Ich denke nicht, dass diese für die Ergebnisse der Abstimmungen von grosser Bedeutung waren. Auch nicht in Bezug auf den Ausbau der Autobahnen. Mit der Zuwanderungsinitiative treibt die SVP die FDP und die Mitte vor sich her. Bei diesem Thema können FDP und Mitte nur verlieren, denn sie werden sich für einen Teil ihrer Wählerschaft immer als entweder zu EU-kritisch oder zu EU-freundlich positionieren.
Hinter vorgehaltener Hand wird Gerhard Pfister nachgesagt, er könnte dereinst die Nachfolge von Viola Amherd anstreben. Ist der Mitte-Präsident deshalb bestrebt, es sich mit dem rot-grünen Lager nicht zu verscherzen?

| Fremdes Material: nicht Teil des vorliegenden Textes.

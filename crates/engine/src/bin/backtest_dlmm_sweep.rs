use std::collections::BTreeMap;
use std::time::Duration;

use anyhow::{Context, Result};
use clap::Parser;

use analytics::FeeParams;
use core_types::types::Ratio;
use engine::io::{cached_or_download, candle_range, load_ohlcv_json, load_snapshots, parse_num_list, write_csv};
use engine::report::{describe_best, sweep_summary_rows};
use engine::sweep::{SweepComparator, SweepGrid, SweepInput};
use liquidity::{Concentration, WeightParams};
use market::Candle;
use market::snapshot::period_slice;
use market_data::KlineRest;

/// Матрица ликвидность × диапазон × период для трёх стратегий.
#[derive(Parser, Debug)]
struct Args {
    #[arg(long)]
    snapshots: String,
    #[arg(long, default_value = "SOLUSDC")]
    symbol: String,
    #[arg(long)]
    ohlcv_file: Option<String>,
    /// кэш свечей по периоду: <dir>/candles_<period>d.csv
    #[arg(long, default_value = "data/dlmm_sweep_candles")]
    candle_cache_dir: String,
    #[arg(long, default_value_t = false)]
    refresh: bool,
    #[arg(long, default_value_t = 20)]
    timeout_secs: u64,

    #[arg(long, default_value = "500,1000,5000")]
    liquidity_list: String,
    #[arg(long, default_value = "1,2,5,10")]
    range_list: String,
    #[arg(long, default_value = "7,30,90")]
    period_list: String,
    #[arg(long, default_value = "medium")]
    concentration: Concentration,
    #[arg(long, default_value_t = liquidity::weights::DEFAULT_BID_ASK_EPSILON)]
    bid_ask_epsilon: f64,
    #[arg(long, default_value_t = analytics::fees::BASE_FEE_RATE)]
    base_fee_rate: f64,

    #[arg(long, default_value = "data/dlmm_sweep_summary.csv")]
    summary_out: String,
}

#[tokio::main]
async fn main() -> Result<()> {
    tracing_subscriber::fmt()
        .with_env_filter(
            tracing_subscriber::EnvFilter::try_from_default_env()
                .unwrap_or_else(|_| "backtest_dlmm_sweep=info,engine=info".into()),
        )
        .init();

    let args = Args::parse();
    if !(0.0..=1.0).contains(&args.base_fee_rate) {
        anyhow::bail!("base_fee_rate must be within 0..=1");
    }

    let grid = SweepGrid {
        liquidity_usd: parse_num_list(&args.liquidity_list, "liquidity_list")?,
        bin_range_percent: parse_num_list(&args.range_list, "range_list")?,
        period_days: parse_num_list(&args.period_list, "period_list")?,
    };

    let snapshots = load_snapshots(&args.snapshots)?;
    if snapshots.is_empty() {
        anyhow::bail!("no snapshots in {}", args.snapshots);
    }

    // свечи грузятся один раз на период, строки свипа их только читают
    let mut candles_by_period: BTreeMap<u32, Vec<Candle>> = BTreeMap::new();
    match &args.ohlcv_file {
        Some(path) => {
            let candles = load_ohlcv_json(path)?;
            for &p in &grid.period_days {
                candles_by_period.insert(p, candles.clone());
            }
        }
        None => {
            let api = KlineRest::new(Duration::from_secs(args.timeout_secs))?;
            for &p in &grid.period_days {
                if candles_by_period.contains_key(&p) {
                    continue;
                }
                let Some((from, to)) = candle_range(period_slice(&snapshots, p)) else {
                    continue;
                };
                let cache = format!("{}/candles_{}d.csv", args.candle_cache_dir, p);
                match cached_or_download(&api, &args.symbol, &cache, args.refresh, from, to).await {
                    Ok(candles) => {
                        candles_by_period.insert(p, candles);
                    }
                    // строки этого периода выпадут с MissingCandles
                    Err(e) => tracing::warn!(period_days = p, error = %format!("{e:#}"), "candles unavailable"),
                }
            }
        }
    }

    let input = SweepInput {
        snapshots: &snapshots,
        candles_by_period: &candles_by_period,
        weights: WeightParams {
            concentration: args.concentration,
            bid_ask_epsilon: args.bid_ask_epsilon,
        },
        fees: FeeParams {
            base_fee_rate: Ratio(args.base_fee_rate),
        },
    };

    let mut comparator = SweepComparator::new();
    let result = comparator.run(&grid, &input).context("sweep failed")?;

    let rows = sweep_summary_rows(&result);
    write_csv(&args.summary_out, &rows).context("write summary failed")?;

    println!(
        "DLMM sweep done: tested={} ok={} failed={} summary_rows={}",
        grid.configs().len(),
        result.rows.len(),
        result.failed.len(),
        rows.len()
    );
    match &result.best_efficiency {
        Some(best) => println!("best_efficiency: {}", describe_best(best)),
        None => println!("best_efficiency: none"),
    }
    match &result.best_fees {
        Some(best) => println!("best_fees: {}", describe_best(best)),
        None => println!("best_fees: none"),
    }
    println!("artifacts: summary={}", args.summary_out);

    Ok(())
}
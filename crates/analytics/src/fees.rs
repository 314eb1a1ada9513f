//! Распределение комиссий: день → бин → стратегия.
//!
//! bin_fees = bin_volume * base_fee_rate * lp_share
//! доля стратегии = её USD в бине / средняя USD-ликвидность бина за день (<= 1)

use std::collections::BTreeMap;

use core_types::types::{BinId, Bps, Money, Ratio};
use liquidity::{PerStrategy, Strategy, StrategyAllocation};
use market::UtcDay;

use crate::volume::{DailyBinActivity, DayAttribution, VolumeAttribution};

/// Базовая ставка комиссии пула (1%)
pub const BASE_FEE_RATE: f64 = 0.01;

#[derive(Debug, Copy, Clone, PartialEq)]
pub struct FeeParams {
    pub base_fee_rate: Ratio,
}

impl Default for FeeParams {
    fn default() -> Self {
        Self {
            base_fee_rate: Ratio(BASE_FEE_RATE),
        }
    }
}

#[derive(Debug, Clone, PartialEq)]
pub struct DailyStrategyFees {
    pub date: UtcDay,
    pub fees: PerStrategy<Money>,
}

#[derive(Debug, Clone, PartialEq, Default)]
pub struct FeeDistribution {
    /// дни с заполненным fees_usd по бинам
    pub days: Vec<DayAttribution>,
    /// комиссии пула по бину за всё окно
    pub bin_wise_fees: BTreeMap<BinId, Money>,
    pub daily_strategy_fees: Vec<DailyStrategyFees>,
    pub strategy_fees: PerStrategy<Money>,
}

/// LP share = 1 - protocol_fee / 10000
pub fn lp_share(protocol_fee: Bps) -> Ratio {
    protocol_fee.as_ratio().complement().clamp_01()
}

pub fn bin_fees(volume: Money, protocol_fee: Bps, params: FeeParams) -> Money {
    volume * params.base_fee_rate * lp_share(protocol_fee)
}

/// Доля стратегии в бине. Оценка средней ликвидности шумная,
/// поэтому доля режется сверху единицей.
pub fn share_of_bin(strategy_usd: Money, pool_avg_usd: Money) -> Ratio {
    if strategy_usd.0 <= 0.0 {
        return Ratio(0.0);
    }
    if pool_avg_usd.0 <= 0.0 {
        return Ratio(1.0);
    }
    Ratio((strategy_usd.0 / pool_avg_usd.0).min(1.0))
}

fn strategy_day_fees(bins: &[DailyBinActivity], allocation: &StrategyAllocation) -> Money {
    bins.iter()
        .filter_map(|b| {
            let a = allocation.get(b.bin_id)?;
            Some(b.fees_usd * share_of_bin(a.total_liquidity_usd, b.avg_liquidity_usd))
        })
        .fold(Money(0.0), |acc, f| acc + f)
}

fn with_bin_fees(day: &DayAttribution, params: FeeParams) -> DayAttribution {
    let bins = day
        .bins
        .iter()
        .map(|b| DailyBinActivity {
            fees_usd: bin_fees(b.volume_usd, day.protocol_fee, params),
            ..*b
        })
        .collect();
    DayAttribution {
        bins,
        ..day.clone()
    }
}

pub fn distribute_fees(
    attribution: &VolumeAttribution,
    allocations: &PerStrategy<StrategyAllocation>,
    params: FeeParams,
) -> FeeDistribution {
    let days: Vec<DayAttribution> = attribution
        .days
        .iter()
        .map(|d| with_bin_fees(d, params))
        .collect();

    let bin_wise_fees = days
        .iter()
        .flat_map(|d| d.bins.iter())
        .fold(BTreeMap::new(), |mut acc, b| {
            *acc.entry(b.bin_id).or_insert(Money(0.0)) += b.fees_usd;
            acc
        });

    let daily_strategy_fees: Vec<DailyStrategyFees> = days
        .iter()
        .map(|d| DailyStrategyFees {
            date: d.date,
            fees: allocations.map(|_, a| strategy_day_fees(&d.bins, a)),
        })
        .collect();

    let strategy_fees = PerStrategy::from_fn(|s: Strategy| {
        daily_strategy_fees
            .iter()
            .fold(Money(0.0), |acc, d| acc + *d.fees.get(s))
    });

    FeeDistribution {
        days,
        bin_wise_fees,
        daily_strategy_fees,
        strategy_fees,
    }
}
pub mod cause;
pub mod state;
pub mod transition;

pub use cause::SweepCause;
pub use state::SweepState;
pub use transition::{TransitionError, transition};
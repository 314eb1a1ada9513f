use liquidity::{PerStrategy, StrategyAllocation};
use market::Snapshot;

/// Был ли активный бин снапшота внутри фиксированного набора бинов стратегии.
/// Длина результата = длине снапшотов.
pub fn track_activity(allocation: &StrategyAllocation, snapshots: &[Snapshot]) -> Vec<bool> {
    snapshots
        .iter()
        .map(|s| allocation.contains(s.active_bin()))
        .collect()
}

pub fn track_all(
    allocations: &PerStrategy<StrategyAllocation>,
    snapshots: &[Snapshot],
) -> PerStrategy<Vec<bool>> {
    allocations.map(|_, a| track_activity(a, snapshots))
}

Das denke ich nicht. Würde er persönliche Bundesratsambitionen besonders hoch gewichten, wäre er wohl nicht Parteipräsident geworden. Denn als Parteipräsident muss man sich typischerweise zu sehr profilieren als dass dies für eine Bundesratskandidatur hilfreich wäre.
Ist mit weiteren bürgerlichen Abstimmungspleiten zu rechnen, sofern sich das bürgerliche Bündnis nicht stärkt?
Bei Sozialpolitik und Umweltpolitik hat die Linke vor allem bei Referenden gute Chancen. Gerade wenn sich die bürgerlichen Parteien bei diesen Themen als wenig komprossibereit zeigen, drohen ihnen tatsächlich weitere Abstimmungsniederlagen.